[Dataset records]

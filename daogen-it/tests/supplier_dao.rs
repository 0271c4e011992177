mod common;

use common::RecordingExecutor;
use daogen::{DaoError, MapRow, RowMapper, Tracked, Value};
use daogen_it::generated::supplier_dao::{self, SupplierDao, SupplierRowMapper};
use daogen_it::model::Supplier;

fn supplier_row(contact: Value) -> MapRow {
    MapRow::new()
        .with("idSuppliers", 3)
        .with("name", "Acme")
        .with("contactEmail", contact)
}

#[test]
fn tracked_column_joins_the_statements() {
    assert_eq!(supplier_dao::DETAIL_COLUMN_LIST, &["name", "contactEmail"]);
    assert_eq!(
        supplier_dao::INSERT_SQL,
        "INSERT INTO suppliers (name, contactEmail, idSuppliers) VALUES (?, ?, ?)"
    );
    assert_eq!(
        supplier_dao::UPDATE_SQL,
        "UPDATE suppliers SET name = ?, contactEmail = ? WHERE idSuppliers = ?"
    );
}

#[test]
fn row_mapping_distinguishes_null_from_a_value() {
    let mapper = SupplierRowMapper::new();

    let supplier = mapper.map_row(&supplier_row(Value::from("sales@acme.test"))).unwrap();
    assert_eq!(supplier.id, Some(3));
    assert_eq!(supplier.contact, Tracked::Set("sales@acme.test".to_string()));

    let supplier = mapper.map_row(&supplier_row(Value::Null)).unwrap();
    assert_eq!(supplier.contact, Tracked::Null);
    assert_eq!(supplier.contact.get("contact").unwrap(), None);
}

#[test]
fn unset_tracked_values_fail_on_read_but_bind_as_null() {
    let supplier = Supplier::with_id(4);
    assert!(matches!(supplier.contact.get("contact"), Err(DaoError::PropertyNotSet { .. })));
    assert_eq!(supplier_dao::get_property_value(&supplier, "contact"), Value::Null);

    let executor = RecordingExecutor::default();
    SupplierDao::new(&executor).update(&supplier).unwrap();
    assert_eq!(executor.last().params, vec![Value::Null, Value::Null, Value::Integer(4)]);
}

#[test]
fn tracked_property_access_by_path() {
    let mut supplier = Supplier::with_id(5);

    supplier_dao::set_property_value(&mut supplier, "contact", Value::Text("ops@acme.test".into())).unwrap();
    assert_eq!(supplier.contact, Tracked::Set("ops@acme.test".to_string()));
    assert_eq!(
        supplier_dao::get_property_value(&supplier, "contact"),
        Value::Text("ops@acme.test".into())
    );

    supplier_dao::set_property_value(&mut supplier, "contact", Value::Null).unwrap();
    assert_eq!(supplier.contact, Tracked::Null);
    assert!(supplier.contact.is_set());

    let err = supplier_dao::set_property_value(&mut supplier, "contact", Value::Integer(1)).unwrap_err();
    assert!(matches!(err, DaoError::TypeMismatch { .. }));
}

[/Dataset records]

» Task:
Pull every line containing the word "MapRow" out of the entries above.

» Solution for this task:
use daogen::{DaoError, MapRow, RowMapper, Tracked, Value};
fn supplier_row(contact: Value) -> MapRow {
    MapRow::new()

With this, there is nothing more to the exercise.